Nesta cerne, no dia 5 de janeiro de 1919 surge, durante a República de Weimar, o Partido Alemão dos Trabalhadores (Deutsche Arbeiterpartei, DAP), sob a prerrogativa de corresponder aos anseios nacionalistas, anticapitalistas, anticomunistas e antissemitas de parte considerável do povo germânico (KERSHAW, 2008). O partido foi fundado pelo líder político alemão Anton Drexler (1884-1942) em conjunto com o político e jornalista alemão Karl Harrer (1890-1926), sob uma organização partidária orientada por reuniões informais e debates cercados de intenso tumulto em bares e cervejarias alemãs. Em continuidade, ainda no ano de 1919, Drexler que outrora havia servido como mentor para Adolf Hitler (1889-1945), acabou aceitando-o como membro DAP, em 12 de setembro daquele ano. Dessa forma, a chegada de Hitler ao Partido Alemão dos Trabalhadores, o qual sinalizava extensa identificação, deu-se como ponto de partida para a transformação do partido segundo a imagem e semelhança do líder nazista (KERSHAW, 2008).

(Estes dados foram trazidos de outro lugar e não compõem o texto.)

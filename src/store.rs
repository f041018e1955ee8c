//! The storage engine and location objects.
//!
//! [`Store`] owns the backing-store namespace (store name → object tree), the
//! object arena, and the handle registry, behind a `RwLock` so the API stays
//! `&self` and thread-safe for distinct handles. Wrapper objects ([`File`],
//! [`Group`], [`crate::DataSet`], [`crate::Attribute`]) hold exactly one
//! handle each and release it once, either through `close` or on drop.
//!
//! The byte-level persistence of a store is the storage engine's concern and
//! deliberately opaque here; this layer shapes validated calls into it.

use std::collections::HashMap;
use std::sync::RwLock;

use tracing::{debug, info, instrument};

use crate::attribute::Attribute;
use crate::codec;
use crate::dataset::DataSet;
use crate::datatype::TypeDescriptor;
use crate::dataspace::{Extent, SpaceDescriptor};
use crate::error::{Result, StoreError};
use crate::handle::{Handle, HandleKind, HandleRegistry};
use crate::proplist::{PropertyList, PropertyListClass};
use crate::value::Value;

/// Kind of an immediate child of a location.
#[derive(Debug, Clone, Copy, PartialEq, Eq)]
pub enum ChildKind {
    /// A sub-group.
    Group,

    /// A dataset.
    DataSet,

    /// A committed named type.
    NamedType,
}

type ObjectId = u64;

/// One attribute's storage: type, shape, and fixed-size value bytes.
#[derive(Debug, Clone)]
struct AttrEntry {
    dtype: TypeDescriptor,
    space: SpaceDescriptor,
    data: Vec<u8>,
}

#[derive(Debug)]
struct GroupNode {
    children: Vec<(String, ObjectId)>,
    attrs: Vec<(String, AttrEntry)>,
}

#[derive(Debug)]
struct DatasetNode {
    dtype: TypeDescriptor,
    space: SpaceDescriptor,
    data: Vec<u8>,
    chunk_dims: Option<Vec<u64>>,
    compression: Option<u32>,
    attrs: Vec<(String, AttrEntry)>,
}

#[derive(Debug)]
struct TypeNode {
    dtype: TypeDescriptor,
    attrs: Vec<(String, AttrEntry)>,
}

#[derive(Debug)]
enum ObjectNode {
    Group(GroupNode),
    Dataset(DatasetNode),
    NamedType(TypeNode),
}

impl ObjectNode {
    fn attrs(&self) -> &Vec<(String, AttrEntry)> {
        match self {
            ObjectNode::Group(g) => &g.attrs,
            ObjectNode::Dataset(d) => &d.attrs,
            ObjectNode::NamedType(t) => &t.attrs,
        }
    }

    fn attrs_mut(&mut self) -> &mut Vec<(String, AttrEntry)> {
        match self {
            ObjectNode::Group(g) => &mut g.attrs,
            ObjectNode::Dataset(d) => &mut d.attrs,
            ObjectNode::NamedType(t) => &mut t.attrs,
        }
    }
}

/// What an open handle refers to.
#[derive(Debug, Clone)]
enum Target {
    /// A group, dataset, or named type in the arena. For `File` handles this
    /// is the file's root group.
    Object(ObjectId),

    /// An attribute, addressed by its owner and name.
    Attribute { owner: ObjectId, name: String },
}

/// Per-handle state beyond what the registry records.
#[derive(Debug, Clone)]
struct Binding {
    target: Target,
    /// Root group of the file this handle belongs to.
    file_root: ObjectId,
    /// Access mode inherited from the file handle this was opened through.
    read_only: bool,
    /// Backing-store name, for error reporting.
    store_name: String,
}

#[derive(Debug, Default)]
struct StoreInner {
    /// Backing-store namespace: store name → root group.
    files: HashMap<String, ObjectId>,
    objects: HashMap<ObjectId, ObjectNode>,
    registry: HandleRegistry,
    bindings: HashMap<u64, Binding>,
    next_object: ObjectId,
    next_handle: u64,
}

/// The storage engine: backing-store namespace, object arena, handle registry.
///
/// All operations are synchronous and blocking. Internal state is guarded by
/// a `RwLock`; two threads must still not operate on the *same* handle
/// concurrently without external coordination.
#[derive(Debug, Default)]
pub struct Store {
    inner: RwLock<StoreInner>,
}

const LOCATION_KINDS: &[HandleKind] = &[HandleKind::File, HandleKind::Group];
const ATTR_OWNER_KINDS: &[HandleKind] = &[
    HandleKind::File,
    HandleKind::Group,
    HandleKind::DataSet,
    HandleKind::NamedType,
];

Figura 1 – Cartão de membro DAP pertencente a Adolf Hitler
A METAMORFOSE DO DAP PELA FIGURA DE ADOLF HITLER E A CONSOLIDAÇÃO DO NSDAP
Consolidada a inserção de Hitler no DAP, o partido passou a ter maior participação do líder nazista em suas mais importantes ações organizacionais, o que viabilizou o aumento progressivo do poder decisório de Hitler, enquanto membro do Partido Alemão dos Trabalhadores. Para mais, a figura do político nazista trouxe um enriquecedor aspecto de propaganda devido a sua oratória característica e capacidade de persuasão, além de sua sólida liderança para a organização, algo outrora inexistente, o que fez com que o DAP passasse a ter cada vez mais adesões e doações no cenário político da Alemanha, o que possibilitou, por seu turno, o aumento de sua estrutura e capacidade de dissipação de pautas, refletindo em reuniões e comícios com milhares de pessoas presentes (KERSHAW, 2008).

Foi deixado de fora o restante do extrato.